Lufthansa Technik is to coat four Boeing 777-200ERs from sister carrier Austrian Airlines with its low-drag AeroShark surface film.

Austrian is the latest Lufthansa Group airline to benefit from the film – developed in collaboration with chemical company BASF – with 17 of the group’s long-haul aircraft already equipped with the AeroShark technology. 

The film, measuring 50 micormilimeters thick, replicates shark skin, and reduces aerodynamic drag on the airframe, lowering fuel consumption and emissions by 1-2%. About 830sq m (8,930sq ft) of the film will be used to cover the fuselage and engine nacelles. 

“We take our responsibility seriously and take every possible step to reduce CO2 emissions within our flight operations,” Francesco Sciortino, says chief operating officer at Austrian Airlines,

“At 1%, the sharkskin’s efficiency potential may not sound like much, but in total it will save thousands of tons of CO2 per year on long-haul flights.”

AeroShark-c-Lufthansa Technik

Source: Lufthansa Technik

Austrian anticipates the AeroShark film will save 2,650t of fuel over a four-year period 

Total savings of the Austrian installation are expected to be about 2,650t of fuel and more than 8,300t of CO2 over a service life of four years. That corresponds to about 46 flights between Vienna to New York, Lufthansa Technik says.

The re-fit will be complete by March 2025, the company adds. 

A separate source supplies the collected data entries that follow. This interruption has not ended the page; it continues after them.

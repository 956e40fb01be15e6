mod error;
mod types;
mod workspace;

use std::path::Path;
use std::sync::Arc;

use chrono::Utc;
use tokio::task::JoinSet;
use tracing::{error, info, warn};

use crate::config::{HlsforgeConfig, StoreKind};
use crate::encoder::{RenditionEncoder, RenditionOutput};
use crate::exec::CommandExecutor;
use crate::ladder::{plan_ladder, RenditionLadder};
use crate::playlist::{write_master_playlists, MASTER_PLAYLIST_NAME};
use crate::probe::MediaProber;
use crate::store::{publish_tree, FsObjectStore, ObjectStore, S3ObjectStore, S3StoreConfig};

pub use error::{JobError, JobStage, PipelineError, PipelineResult};
pub use types::{JobOutcome, JobReport, JobRequest, PipelineSettings, OUTPUT_SUBDIRECTORY};
pub use workspace::{purge_directory, CleanupReport, JobWorkspace};

/// Runs one source object through staging, probing, planning, encoding,
/// assembly and publishing. Local scratch space is always purged.
pub struct Pipeline {
    store: Arc<dyn ObjectStore>,
    prober: MediaProber,
    encoder: RenditionEncoder,
    settings: PipelineSettings,
}

impl std::fmt::Debug for Pipeline {
    fn fmt(&self, f: &mut std::fmt::Formatter<'_>) -> std::fmt::Result {
        f.debug_struct("Pipeline")
            .field("prober", &self.prober)
            .field("encoder", &self.encoder)
            .field("settings", &self.settings)
            .finish_non_exhaustive()
    }
}

impl Pipeline {
    pub fn new(
        store: Arc<dyn ObjectStore>,
        prober: MediaProber,
        encoder: RenditionEncoder,
        settings: PipelineSettings,
    ) -> Self {
        Self {
            store,
            prober,
            encoder,
            settings,
        }
    }

    /// Wires a pipeline from configuration. S3 credentials come from the
    /// ambient AWS environment.
    pub async fn from_config(config: &HlsforgeConfig, executor: Arc<dyn CommandExecutor>) -> Self {
        let store: Arc<dyn ObjectStore> = match config.store.kind {
            StoreKind::S3 => Arc::new(
                S3ObjectStore::connect(&S3StoreConfig {
                    region: config.store.region.clone(),
                    endpoint: config.store.endpoint.clone(),
                    force_path_style: config.store.force_path_style,
                })
                .await,
            ),
            StoreKind::Filesystem => Arc::new(FsObjectStore::new(
                config.store.root.clone().unwrap_or_default(),
            )),
        };
        let timeout = config.encoder.timeout();
        let prober = MediaProber::new(config.tools.ffprobe.clone(), executor.clone())
            .with_timeout(timeout);
        let encoder =
            RenditionEncoder::new(config.tools.ffmpeg.clone(), executor).with_timeout(timeout);
        let settings = PipelineSettings {
            work_dir: config.paths.work_dir.clone(),
            public_base_url: config.store.public_base_url.clone(),
            upload_concurrency: config.store.upload_concurrency,
            delete_source_on_success: config.store.delete_source_on_success,
        };
        Self::new(store, prober, encoder, settings)
    }

    pub fn settings(&self) -> &PipelineSettings {
        &self.settings
    }

    /// Processes the job and folds the result into a trigger response.
    pub async fn run(&self, request: &JobRequest) -> JobOutcome {
        match self.process(request).await {
            Ok(report) => JobOutcome::from(&report),
            Err(err) => JobOutcome::from(&err),
        }
    }

    pub async fn process(&self, request: &JobRequest) -> Result<JobReport, JobError> {
        request
            .validate()
            .map_err(|err| JobError::new(JobStage::Staging, err))?;
        let workspace = JobWorkspace::create(&self.settings.work_dir)
            .await
            .map_err(|err| JobError::new(JobStage::Staging, err))?;
        info!(
            job_id = %workspace.job_id,
            bucket = %request.source_bucket,
            key = %request.source_key,
            "job started"
        );

        let result = self.execute(request, &workspace).await;

        info!(job_id = %workspace.job_id, stage = %JobStage::Cleanup, "stage started");
        let cleanup = workspace.purge().await;
        settle(&workspace.job_id, result, &cleanup)
    }

    async fn execute(
        &self,
        request: &JobRequest,
        workspace: &JobWorkspace,
    ) -> Result<JobReport, JobError> {
        let job_id = workspace.job_id.as_str();
        let bucket = request.source_bucket.as_str();
        let key = request.source_key.as_str();

        enter(job_id, JobStage::Staging);
        let source = workspace.source_file(key);
        let bytes = self
            .store
            .get(bucket, key, &source)
            .await
            .map_err(|err| JobError::new(JobStage::Staging, err))?;
        info!(job_id, bytes, path = %source.display(), "source staged");

        enter(job_id, JobStage::Probing);
        let metadata = self
            .prober
            .inspect(&source)
            .await
            .map_err(|err| JobError::new(JobStage::Probing, err))?;

        enter(job_id, JobStage::Planning);
        let ladder = plan_ladder(metadata.dimensions())
            .map_err(|err| JobError::new(JobStage::Planning, err))?;
        info!(
            job_id,
            source = %metadata.dimensions(),
            rotation = metadata.rotation,
            "rendition ladder planned"
        );

        enter(job_id, JobStage::Encoding);
        let outputs = self
            .encode_all(&source, &workspace.output_dir, &ladder)
            .await
            .map_err(|err| JobError::new(JobStage::Encoding, err))?;
        info!(job_id, renditions = outputs.len(), "all renditions encoded");

        enter(job_id, JobStage::Assembling);
        write_master_playlists(&ladder, &workspace.output_dir)
            .map_err(|err| JobError::new(JobStage::Assembling, err))?;

        enter(job_id, JobStage::Publishing);
        let prefix = request.output_prefix();
        let published = publish_tree(
            self.store.as_ref(),
            bucket,
            &prefix,
            &workspace.output_dir,
            self.settings.upload_concurrency,
        )
        .await
        .and_then(|report| report.into_result())
        .map_err(|err| JobError::new(JobStage::Publishing, err))?;

        if self.settings.delete_source_on_success {
            match self.store.delete(bucket, key).await {
                Ok(()) => info!(job_id, bucket, key, "source object deleted"),
                Err(err) => warn!(job_id, bucket, key, error = %err, "failed to delete source object"),
            }
        }

        Ok(JobReport {
            job_id: job_id.to_string(),
            request: request.clone(),
            metadata,
            ladder,
            master_playlist_url: self.master_playlist_url(bucket, &prefix),
            published,
            completed_at: Utc::now(),
        })
    }

    /// Encodes every rendition concurrently. The first failure aborts the
    /// remaining encodes.
    async fn encode_all(
        &self,
        source: &Path,
        output_root: &Path,
        ladder: &RenditionLadder,
    ) -> PipelineResult<Vec<RenditionOutput>> {
        let mut tasks = JoinSet::new();
        for rendition in ladder {
            let encoder = self.encoder.clone();
            let source = source.to_path_buf();
            let output_root = output_root.to_path_buf();
            let rendition = *rendition;
            tasks.spawn(async move { encoder.encode(&source, &output_root, &rendition).await });
        }

        let mut outputs = Vec::with_capacity(ladder.renditions().len());
        while let Some(joined) = tasks.join_next().await {
            let outcome = match joined {
                Ok(outcome) => outcome.map_err(PipelineError::from),
                Err(err) => Err(PipelineError::Worker(err.to_string())),
            };
            match outcome {
                Ok(output) => outputs.push(output),
                Err(err) => {
                    tasks.abort_all();
                    while tasks.join_next().await.is_some() {}
                    return Err(err);
                }
            }
        }
        outputs.sort_by_key(|output| {
            ladder
                .iter()
                .position(|rendition| rendition.name == output.rendition.name)
        });
        Ok(outputs)
    }

    fn master_playlist_url(&self, bucket: &str, prefix: &str) -> String {
        match &self.settings.public_base_url {
            Some(base) => format!(
                "{}/{prefix}/{MASTER_PLAYLIST_NAME}",
                base.trim_end_matches('/')
            ),
            None => self
                .store
                .object_url(bucket, &format!("{prefix}/{MASTER_PLAYLIST_NAME}")),
        }
    }
}

/// Logs how the job ended. Cleanup trouble is reported alongside the job
/// result and never replaces it.
fn settle(
    job_id: &str,
    result: Result<JobReport, JobError>,
    cleanup: &CleanupReport,
) -> Result<JobReport, JobError> {
    if !cleanup.is_clean() {
        warn!(
            job_id,
            failures = cleanup.failures.len(),
            "cleanup left files behind"
        );
    }
    match &result {
        Ok(report) => info!(
            job_id,
            url = %report.master_playlist_url,
            objects = report.published.len(),
            "job complete"
        ),
        Err(err) => error!(
            job_id,
            state = %JobStage::Failed,
            stage = %err.stage,
            error = %err.source,
            "job failed"
        ),
    }
    result
}

fn enter(job_id: &str, stage: JobStage) {
    info!(job_id, %stage, "stage started");
}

So far, the film has been installed on one Lufthansa 747-400, all 12 777-300ERs operated by Swiss International Air Lines, and four 777Fs that fly for Lufthansa Cargo.

AeroShark is one of several quick-win innovations that promise to help reduce aviation emissions by small increments as the industry searches for ways to reach its net-zero commitment by 2050. Others include lightweight wing and fuselage components, technical intelligence and data, and new materials for cabin builds.

Headline emission reductions will come from sustainable aviation fuels, new propulsion and airframe designs, streamlined airspace management, and carbon-removal technologies. But their availability at effective scale remains years away.